Clip: Jetzt aber mal Butter bei die Fische!

Okay. Bevor ich mich entschlossen habe, den Explikator wiederzubeleben, habe ich eine Liste mit möglichen Themen gemacht. Nur um zu sehen, ob es wirklich genug zu berichten gibt. Und, sagen wir’s mal so: Für die ersten drei Monate bin ich gut aufgestellt.

Außer um Delphinen und gekochte Eier wird es um Beethoven gehen, Hänsel und Gretel, Tampons, Michelangelo, Küssen, Lilo & Stitch – bester Disneyfilm aller Zeiten, was ich schlüssig beweisen werde – über Islamistan, das Volk, das nicht zählt, Tolkien, Langeweile, Popel, was Streaming aus dem Geschichtenerzählen macht, über mitochondriale DNA, das Verschlafen, warum Donkey Kong kein Esel ist, oder warum es tatsächlich einen Tag im Jahr gibt, an dem so viele Menschen Sex haben wie an keinem anderen. Das kann ich sogar belegen.

Vielleicht lese ich manchmal eine meiner Geschichten vor oder berichte aus meinem Alltag hier. Ab und zu gibt’s ein Hörspiel oder vielleicht stelle ich eines meiner ungewöhnlichen Geräusche vor, die ich sammele. Und da sind noch einige andere Ideen.

Ich verspreche, es wird nie langweilig und dass ich jeden Werktag – so Göttin will – mit neuen zehn Minuten aufschlagen werde. Ich versuche mein Bestes.

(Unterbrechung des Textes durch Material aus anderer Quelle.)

use rand::{rngs::StdRng, seq::SliceRandom, RngCore, SeedableRng};

/// Seeded RNG for shuffling, kept alongside its seed so a deal can be
/// reported and replayed.
#[derive(Debug, Clone)]
pub struct RngState {
    seed: u64,
    rng: StdRng,
}

impl RngState {
    pub fn from_seed(seed: u64) -> Self {
        Self {
            seed,
            rng: StdRng::seed_from_u64(seed),
        }
    }

    pub fn from_entropy() -> Self {
        Self::from_seed(rand::random())
    }

    pub fn seed(&self) -> u64 {
        self.seed
    }

    pub fn next_u64(&mut self) -> u64 {
        self.rng.next_u64()
    }

    pub fn shuffle<T>(&mut self, items: &mut [T]) {
        items.shuffle(&mut self.rng);
    }
}
use wildrun_core::{
    best_partition, grouped_mask, parse_hand, run_lengths, wild_rank, Card, Deck, Rank, RngState,
    FINAL_ROUND,
};

macro_rules! mask_case {
    ($name:ident, $hand:expr, $round:expr, $expected:expr) => {
        #[test]
        fn $name() {
            let hand = parse_hand($hand).unwrap();
            assert_eq!(grouped_mask(&hand, $round), $expected);
        }
    };
}

// Round 2 makes Six wild; nothing in the hand is wild.
mask_case!(same_rank_set_of_three, "3c 3s 3h", 2, vec![true, true, true]);
mask_case!(
    ascending_suit_run_no_wild,
    "9s ts js qs",
    FINAL_ROUND,
    vec![true, true, true, true]
);
// Round 1 makes Five wild, so the threes are not; the joker completes the set.
mask_case!(joker_completes_a_set, "3c 3s jo", 1, vec![true, true, true]);
mask_case!(
    unrelated_cards_stay_ungrouped,
    "2c 5d 9h",
    FINAL_ROUND,
    vec![false, false, false]
);
mask_case!(
    ace_low_ascending,
    "as 2s 3s",
    FINAL_ROUND,
    vec![true, true, true]
);
mask_case!(
    ace_low_descending,
    "3s 2s as",
    FINAL_ROUND,
    vec![true, true, true]
);
mask_case!(
    no_wraparound_at_the_ace,
    "ks as 2s",
    FINAL_ROUND,
    vec![false, false, false]
);
mask_case!(empty_hand, "", 1, Vec::<bool>::new());
mask_case!(
    two_melds_in_one_hand,
    "7c 7d 7h as 2s 3s",
    2,
    vec![true, true, true, true, true, true]
);
mask_case!(
    skip_filler_between_melds,
    "3c 3s 3h kd 9s ts js",
    2,
    vec![true, true, true, false, true, true, true]
);

#[test]
fn set_with_an_arbitrary_wild_rank() {
    // The scanner takes the resolved wild rank directly, so a rank no round
    // maps to still behaves as a wild.
    let hand = parse_hand("3c 4s 3h").unwrap();
    let lengths = run_lengths(&hand, Some(Rank::Four));
    assert_eq!(lengths[0], 3);
    assert_eq!(best_partition(&lengths).len(), 1);
}

#[test]
fn deterministic_masks() {
    let hand = parse_hand("9s jo js qs 3c 3d").unwrap();
    for round in 1..=FINAL_ROUND + 1 {
        assert_eq!(grouped_mask(&hand, round), grouped_mask(&hand, round));
    }
}

#[test]
fn wild_identity_is_transparent() {
    // Round 3 makes Seven wild. Whatever wild card sits in the gap, the
    // mask is the same, because wild status rather than identity drives
    // continuation.
    let baseline = grouped_mask(&parse_hand("9s jo js qs").unwrap(), 3);
    for wild in ["7c", "7d", "7h", "7s", "jo"] {
        let hand = parse_hand(&format!("9s {wild} js qs")).unwrap();
        assert_eq!(grouped_mask(&hand, 3), baseline, "wild {wild}");
    }
}

#[test]
fn mask_never_reorders_or_resizes() {
    let hand = parse_hand("qs 2c 9s jo 5d 4h ts").unwrap();
    let snapshot = hand.clone();
    let mask = grouped_mask(&hand, 4);
    assert_eq!(mask.len(), hand.len());
    assert_eq!(hand, snapshot);
}

// A span is a valid candidate meld if its real cards all share a rank, or
// share a suit and each sit at their anchored slot of one ascending or
// descending sequence. Written from the rules, independently of the scanner.
fn valid_span(cards: &[Card], wild: Option<Rank>) -> bool {
    let reals: Vec<(usize, Card)> = cards
        .iter()
        .copied()
        .enumerate()
        .filter(|(_, c)| !c.is_wild_for(wild))
        .collect();
    if reals.len() <= 1 {
        return true;
    }
    let (i0, c0) = reals[0];
    let same_rank = reals.iter().all(|&(_, c)| c.rank == c0.rank);
    let same_suit = c0.suit.is_some() && reals.iter().all(|&(_, c)| c.suit == c0.suit);
    let slope = |dir: i32| {
        reals.iter().all(|&(i, c)| {
            match (c.rank.sequence_value(), c0.rank.sequence_value()) {
                (Some(v), Some(v0)) => i32::from(v) - i32::from(v0) == dir * (i - i0) as i32,
                _ => false,
            }
        })
    };
    same_rank || (same_suit && (slope(1) || slope(-1)))
}

fn brute_force_covered(hand: &[Card], wild: Option<Rank>, index: usize) -> usize {
    if index >= hand.len() {
        return 0;
    }
    let mut best = brute_force_covered(hand, wild, index + 1);
    for len in 3..=(hand.len() - index) {
        if valid_span(&hand[index..index + len], wild) {
            best = best.max(len + brute_force_covered(hand, wild, index + len));
        }
    }
    best
}

#[test]
fn optimal_on_small_hands() {
    let mut deck = Deck::game_deck();
    let mut rng = RngState::from_seed(0x5eed);
    deck.shuffle(&mut rng);
    for trial in 0..200 {
        if deck.draw.len() < 8 {
            deck = Deck::game_deck();
            deck.shuffle(&mut rng);
        }
        let round = trial % (FINAL_ROUND + 1) + 1;
        let hand = deck.draw_cards(3 + trial as usize % 6);
        let mask = grouped_mask(&hand, round);
        let covered = mask.iter().filter(|&&g| g).count();
        assert_eq!(
            covered,
            brute_force_covered(&hand, wild_rank(round), 0),
            "round {round} hand {:?}",
            hand.iter().map(Card::to_string).collect::<Vec<_>>()
        );
    }
}

#[test]
fn grouped_blocks_are_at_least_meld_sized() {
    let mut deck = Deck::game_deck();
    let mut rng = RngState::from_seed(99);
    deck.shuffle(&mut rng);
    for round in 1..=FINAL_ROUND {
        let hand = deck.deal(round);
        let mask = grouped_mask(&hand, round);
        let mut block = 0usize;
        for (i, &grouped) in mask.iter().enumerate() {
            if grouped {
                block += 1;
            }
            if !grouped || i + 1 == mask.len() {
                assert!(block == 0 || block >= 3, "block of {block} in round {round}");
                block = 0;
            }
        }
    }
}
//! Client-side state mirror: the hand/round store the transport and
//! rendering layers sit on. All grouping decisions come from
//! `wildrun-core`; this crate only owns when they are recomputed and how
//! the host hears about them.

pub mod events;
pub mod scoring;
pub mod state;

pub use events::*;
pub use scoring::*;
pub use state::*;
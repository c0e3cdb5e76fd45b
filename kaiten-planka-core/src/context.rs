//! Per-run state handed to every worker behind an `Arc`.

use std::sync::Arc;

use tokio::sync::OnceCell;
use tracing::{info, warn};

use crate::cache::{IdentityCache, OnceMap};
use crate::config::MigrationConfig;
use crate::contract::{DestinationWriter, SourceReader};
use crate::error::{Error, Result};
use crate::model::DestId;
use crate::report::MigrationReport;

/// Destination identity a request is made under.
#[derive(Debug, Clone, PartialEq, Eq)]
pub struct Identity {
    pub user_id: DestId,
    pub token: String,
}

pub struct MigrationContext {
    pub source: Arc<dyn SourceReader>,
    pub destination: Arc<dyn DestinationWriter>,
    pub config: MigrationConfig,
    pub identities: IdentityCache,
    pub report: MigrationReport,
    /// `None` records a login that failed, so it is attempted once.
    tokens: OnceMap<String, Option<String>>,
    admin: OnceCell<Identity>,
}

impl MigrationContext {
    pub fn new(
        source: Arc<dyn SourceReader>,
        destination: Arc<dyn DestinationWriter>,
        config: MigrationConfig,
    ) -> Self {
        let identities = IdentityCache::new(Arc::clone(&destination));
        Self {
            source,
            destination,
            config,
            identities,
            report: MigrationReport::default(),
            tokens: OnceMap::default(),
            admin: OnceCell::new(),
        }
    }

    pub fn into_shared(self) -> Arc<Self> {
        Arc::new(self)
    }

    /// Logs in as `email` once per run and reuses the token afterwards.
    pub async fn access_token(&self, email: &str) -> Result<String> {
        let cell = self.tokens.cell(email.to_owned());
        let token = cell
            .get_or_init(|| async {
                let password = self.config.password_for(email);
                match self.destination.issue_access_token(email, password).await {
                    Ok(token) => Some(token),
                    Err(e) => {
                        warn!(email, error = %e, "[AUTH] Login failed");
                        None
                    }
                }
            })
            .await;
        token
            .clone()
            .ok_or_else(|| Error::not_found("access token", email))
    }

    /// The admin's user id and token, resolved on first use.
    pub async fn admin_identity(&self) -> Result<Identity> {
        let identity = self
            .admin
            .get_or_try_init(|| async {
                let email = self.config.admin_email.as_str();
                let user_id = self.identities.require_user_id(email).await?;
                let token = self.access_token(email).await?;
                info!(email, user_id = %user_id, "[AUTH] Admin identity resolved");
                Ok::<_, Error>(Identity { user_id, token })
            })
            .await?;
        Ok(identity.clone())
    }

    /// The author's own identity when it resolves, the admin's otherwise.
    pub async fn identity_or_admin(&self, email: &str) -> Result<Identity> {
        let own = async {
            let user_id = self.identities.require_user_id(email).await?;
            let token = self.access_token(email).await?;
            Ok::<_, Error>(Identity { user_id, token })
        };
        match own.await {
            Ok(identity) => Ok(identity),
            Err(e) => {
                warn!(email, error = %e, "[AUTH] Falling back to admin identity");
                self.admin_identity().await
            }
        }
    }
}

#[cfg(test)]
mod tests {
    use super::*;
    use crate::contract::{MockDestinationWriter, MockSourceReader};

    fn context(dest: MockDestinationWriter) -> MigrationContext {
        MigrationContext::new(
            Arc::new(MockSourceReader::new()),
            Arc::new(dest),
            MigrationConfig::new("admin@example.com", "adminpw"),
        )
    }

    #[tokio::test]
    async fn unresolvable_author_falls_back_to_admin() {
        let mut dest = MockDestinationWriter::new();
        dest.expect_user_id_by_email().returning(|email| {
            Ok(match email {
                "admin@example.com" => Some("admin-id".to_string()),
                _ => None,
            })
        });
        dest.expect_issue_access_token()
            .withf(|email, password| email == "admin@example.com" && password == "adminpw")
            .times(1)
            .returning(|_, _| Ok("admin-token".to_string()));

        let ctx = context(dest);
        let identity = ctx.identity_or_admin("gone@example.com").await.unwrap();
        assert_eq!(
            identity,
            Identity {
                user_id: "admin-id".into(),
                token: "admin-token".into()
            }
        );
        // memoised: no second login
        ctx.identity_or_admin("gone@example.com").await.unwrap();
    }

    #[tokio::test]
    async fn author_with_login_uses_default_password() {
        let mut dest = MockDestinationWriter::new();
        dest.expect_user_id_by_email()
            .returning(|_| Ok(Some("u1".to_string())));
        dest.expect_issue_access_token()
            .withf(|email, password| email == "dev@example.com" && password == "1234tempPass")
            .times(1)
            .returning(|_, _| Ok("dev-token".to_string()));

        let ctx = context(dest);
        let identity = ctx.identity_or_admin("dev@example.com").await.unwrap();
        assert_eq!(identity.user_id, "u1");
        assert_eq!(identity.token, "dev-token");
        assert_eq!(ctx.access_token("dev@example.com").await.unwrap(), "dev-token");
    }

    #[tokio::test]
    async fn failed_login_is_attempted_once() {
        let mut dest = MockDestinationWriter::new();
        dest.expect_issue_access_token()
            .times(1)
            .returning(|_, _| Err(Error::transport("POST /api/access-tokens", "status 401")));

        let ctx = context(dest);
        assert!(ctx.access_token("dev@example.com").await.is_err());
        assert!(ctx.access_token("dev@example.com").await.is_err());
    }
}
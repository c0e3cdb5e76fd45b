//! Error taxonomy shared by the orchestrator and both service clients.
//!
//! Stage 0–2 failures are collected into [`Error::Stage`] and abort the run;
//! from Stage 3 onward every error is logged where it happens and the unit of
//! work is abandoned.

use thiserror::Error;

pub type Result<T, E = Error> = std::result::Result<T, E>;

#[derive(Debug, Error)]
pub enum Error {
    /// A required setting is missing or unusable. Fatal, raised before any call.
    #[error("configuration error: {0}")]
    Config(String),

    /// Network failure, timeout or non-2xx status.
    #[error("transport error ({context}): {message}")]
    Transport { context: String, message: String },

    /// The response body did not match the expected shape.
    #[error("decode error ({context}): {message}")]
    Decode { context: String, message: String },

    /// A lookup found nothing, e.g. an email with no destination user.
    #[error("{kind} not found: {key}")]
    NotFound { kind: &'static str, key: String },

    /// Local file handling, e.g. the attachment staging directory.
    #[error("i/o error ({context}): {source}")]
    Io {
        context: String,
        #[source]
        source: std::io::Error,
    },

    /// A spawned unit panicked or was cancelled before reporting.
    #[error("unit of work aborted: {0}")]
    Aborted(String),

    /// Aggregated failures of an all-or-nothing stage.
    #[error("stage '{stage}' failed with {} error(s): {}", errors.len(), summarize(errors))]
    Stage {
        stage: &'static str,
        errors: Vec<Error>,
    },
}

impl Error {
    pub fn transport(context: impl Into<String>, message: impl ToString) -> Self {
        Error::Transport {
            context: context.into(),
            message: message.to_string(),
        }
    }

    pub fn decode(context: impl Into<String>, message: impl ToString) -> Self {
        Error::Decode {
            context: context.into(),
            message: message.to_string(),
        }
    }

    pub fn io(context: impl Into<String>, source: std::io::Error) -> Self {
        Error::Io {
            context: context.into(),
            source,
        }
    }

    pub fn not_found(kind: &'static str, key: impl Into<String>) -> Self {
        Error::NotFound {
            kind,
            key: key.into(),
        }
    }
}

fn summarize(errors: &[Error]) -> String {
    errors
        .iter()
        .map(ToString::to_string)
        .collect::<Vec<_>>()
        .join("; ")
}
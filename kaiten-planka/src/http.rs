//! Plumbing shared by the Kaiten and Planka clients: the pooled
//! `reqwest::Client`, status checks and body decoding into core errors.

use std::time::Duration;

use kaiten_planka_core::{Error, Result};
use reqwest::{RequestBuilder, Response};
use serde::de::DeserializeOwned;
use serde::Deserialize;
use tracing::{debug, error};

/// Error bodies are cut to this many characters in error messages.
const MAX_ERROR_BODY: usize = 512;

#[derive(Debug, Clone, PartialEq, Eq, Deserialize)]
#[serde(default)]
pub struct HttpSettings {
    pub timeout_secs: u64,
    pub pool_max_idle_per_host: usize,
}

impl Default for HttpSettings {
    fn default() -> Self {
        Self {
            timeout_secs: 60,
            pool_max_idle_per_host: 16,
        }
    }
}

/// One client per run, shared by both services so connections are pooled.
pub fn build_client(settings: &HttpSettings) -> Result<reqwest::Client> {
    reqwest::Client::builder()
        .timeout(Duration::from_secs(settings.timeout_secs))
        .pool_max_idle_per_host(settings.pool_max_idle_per_host)
        .build()
        .map_err(|e| Error::Config(format!("cannot build http client: {e}")))
}

/// Sends the request and turns network failures and non-2xx statuses into
/// [`Error::Transport`].
pub async fn send(context: &str, request: RequestBuilder) -> Result<Response> {
    let response = request.send().await.map_err(|e| {
        error!(context, error = %e, "[HTTP] Request failed");
        Error::transport(context, e)
    })?;

    let status = response.status();
    if status.is_success() {
        debug!(context, status = status.as_u16(), "[HTTP] Response");
        return Ok(response);
    }

    let body = response.text().await.unwrap_or_default();
    error!(context, status = status.as_u16(), "[HTTP] Non-success status");
    Err(Error::transport(
        context,
        format!("status {}: {}", status.as_u16(), truncate(&body)),
    ))
}

/// [`send`], then decode the JSON body into `T`.
pub async fn send_json<T: DeserializeOwned>(context: &str, request: RequestBuilder) -> Result<T> {
    let response = send(context, request).await?;
    let body = response
        .text()
        .await
        .map_err(|e| Error::transport(context, e))?;
    serde_json::from_str(&body).map_err(|e| {
        error!(context, error = %e, "[HTTP] Unexpected response body");
        Error::decode(context, e)
    })
}

fn truncate(body: &str) -> String {
    match body.char_indices().nth(MAX_ERROR_BODY) {
        Some((cut, _)) => format!("{}...", &body[..cut]),
        None => body.to_string(),
    }
}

Clip: Sonst noch was? Ich habe noch einen Termin!

Äh. Nein. Das war das Wichtigste. Ach, nee, warte: Ich dachte mir, dieses Mal mache ich das so: Die neuesten Folgen kann jeder hören, aber nach zwei Wochen verschwinden sie aus dem freien Angebot. Auf Explikator.de bleiben dann das Skript und die Links.

Alle Folgen ohne Werbung, die Möglichkeit zu kommentieren und zu diskutieren und noch ein paar andere Dinge gibt es – gegen eine Gebühr – auf Steady oder auf Patreon. Wie findste das? Ist doch fair? Wer will kann immer kostenlos das Neueste hören. Was meinste?

Clip: Das ist mir egal. Ich bin eine KI.

Ja, ist ja auch schon gut. Machen wir für heute einen Deckel drauf! Genug Meta, genug Background. Jetzt geht’s los!

Vielen Dank fürs Zuhören! Beim nächsten Mal geht es dann um die Frage, wie viele Fische man wirklich braucht, um ein Fahrrad zu fahren und ob das wirklich jemand braucht.